** Requirement **
Scan the records for "NodeError". Report each line that includes it.

[Collected data entries]
== Segment start ==

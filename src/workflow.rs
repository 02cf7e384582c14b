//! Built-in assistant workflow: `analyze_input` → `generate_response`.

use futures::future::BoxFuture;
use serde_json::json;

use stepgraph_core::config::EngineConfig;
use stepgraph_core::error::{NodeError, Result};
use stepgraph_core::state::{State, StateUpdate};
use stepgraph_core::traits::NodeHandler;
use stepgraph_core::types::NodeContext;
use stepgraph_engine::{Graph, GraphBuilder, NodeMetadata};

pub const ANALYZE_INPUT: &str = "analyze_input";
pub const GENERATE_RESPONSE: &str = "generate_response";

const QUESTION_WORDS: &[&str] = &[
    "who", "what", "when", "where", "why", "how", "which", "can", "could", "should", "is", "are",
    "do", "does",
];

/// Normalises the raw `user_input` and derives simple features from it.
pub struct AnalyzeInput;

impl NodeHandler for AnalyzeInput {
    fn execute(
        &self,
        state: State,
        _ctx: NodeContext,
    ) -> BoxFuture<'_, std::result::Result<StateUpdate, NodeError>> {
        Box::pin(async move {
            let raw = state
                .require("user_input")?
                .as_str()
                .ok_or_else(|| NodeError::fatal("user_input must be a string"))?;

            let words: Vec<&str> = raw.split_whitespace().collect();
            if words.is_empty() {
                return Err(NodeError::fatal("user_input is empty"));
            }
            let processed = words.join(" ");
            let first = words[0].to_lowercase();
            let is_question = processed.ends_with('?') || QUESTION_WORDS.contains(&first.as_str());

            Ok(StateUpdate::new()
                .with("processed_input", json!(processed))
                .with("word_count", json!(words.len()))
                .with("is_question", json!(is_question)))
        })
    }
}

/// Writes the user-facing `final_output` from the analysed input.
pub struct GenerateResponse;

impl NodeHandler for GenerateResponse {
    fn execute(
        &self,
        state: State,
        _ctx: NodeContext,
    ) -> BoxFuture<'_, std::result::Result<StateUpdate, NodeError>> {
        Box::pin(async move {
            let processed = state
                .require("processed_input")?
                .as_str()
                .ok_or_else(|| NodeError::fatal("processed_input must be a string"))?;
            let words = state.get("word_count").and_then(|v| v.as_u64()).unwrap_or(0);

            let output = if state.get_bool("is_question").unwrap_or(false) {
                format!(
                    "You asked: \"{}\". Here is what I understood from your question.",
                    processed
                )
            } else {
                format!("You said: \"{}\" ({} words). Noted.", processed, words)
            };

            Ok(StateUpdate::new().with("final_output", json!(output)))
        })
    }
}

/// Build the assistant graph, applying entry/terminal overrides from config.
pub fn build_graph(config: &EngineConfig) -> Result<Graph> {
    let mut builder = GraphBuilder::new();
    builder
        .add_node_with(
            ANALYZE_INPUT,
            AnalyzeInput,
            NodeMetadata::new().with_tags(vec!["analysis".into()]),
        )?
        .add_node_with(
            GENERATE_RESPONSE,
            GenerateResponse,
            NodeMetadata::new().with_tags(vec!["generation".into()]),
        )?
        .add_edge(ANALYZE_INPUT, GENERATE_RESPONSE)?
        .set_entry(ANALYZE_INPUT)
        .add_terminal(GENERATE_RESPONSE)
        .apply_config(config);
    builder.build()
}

== Segment end ==
== Segment start ==

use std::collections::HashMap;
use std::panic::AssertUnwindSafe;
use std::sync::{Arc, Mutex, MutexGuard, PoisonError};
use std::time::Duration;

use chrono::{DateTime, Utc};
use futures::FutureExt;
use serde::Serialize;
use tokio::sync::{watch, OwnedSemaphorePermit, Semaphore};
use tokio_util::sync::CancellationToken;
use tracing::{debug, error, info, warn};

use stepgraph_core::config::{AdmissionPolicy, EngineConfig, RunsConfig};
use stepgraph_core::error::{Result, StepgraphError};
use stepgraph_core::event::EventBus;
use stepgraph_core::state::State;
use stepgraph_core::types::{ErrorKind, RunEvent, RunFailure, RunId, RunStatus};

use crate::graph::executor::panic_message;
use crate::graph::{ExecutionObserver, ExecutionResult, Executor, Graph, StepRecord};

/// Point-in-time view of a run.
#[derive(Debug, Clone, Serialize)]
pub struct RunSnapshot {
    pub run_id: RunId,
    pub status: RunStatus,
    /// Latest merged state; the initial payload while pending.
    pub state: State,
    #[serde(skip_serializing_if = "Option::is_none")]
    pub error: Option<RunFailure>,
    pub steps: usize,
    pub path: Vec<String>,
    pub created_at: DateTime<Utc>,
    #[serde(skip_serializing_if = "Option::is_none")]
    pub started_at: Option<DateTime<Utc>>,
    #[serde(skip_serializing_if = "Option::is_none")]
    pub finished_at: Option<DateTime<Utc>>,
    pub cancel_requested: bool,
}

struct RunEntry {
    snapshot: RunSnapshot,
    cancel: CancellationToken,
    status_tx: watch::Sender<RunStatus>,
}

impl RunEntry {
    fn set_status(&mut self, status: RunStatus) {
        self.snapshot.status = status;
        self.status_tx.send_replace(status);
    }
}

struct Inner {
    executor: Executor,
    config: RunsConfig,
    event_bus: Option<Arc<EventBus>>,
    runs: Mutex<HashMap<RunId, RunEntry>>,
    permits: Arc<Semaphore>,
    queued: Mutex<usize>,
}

== Segment end ==

** Final answer **
use stepgraph_core::error::{NodeError, Result};
    ) -> BoxFuture<'_, std::result::Result<StateUpdate, NodeError>> {
                .ok_or_else(|| NodeError::fatal("user_input must be a string"))?;
                return Err(NodeError::fatal("user_input is empty"));
    ) -> BoxFuture<'_, std::result::Result<StateUpdate, NodeError>> {
                .ok_or_else(|| NodeError::fatal("processed_input must be a string"))?;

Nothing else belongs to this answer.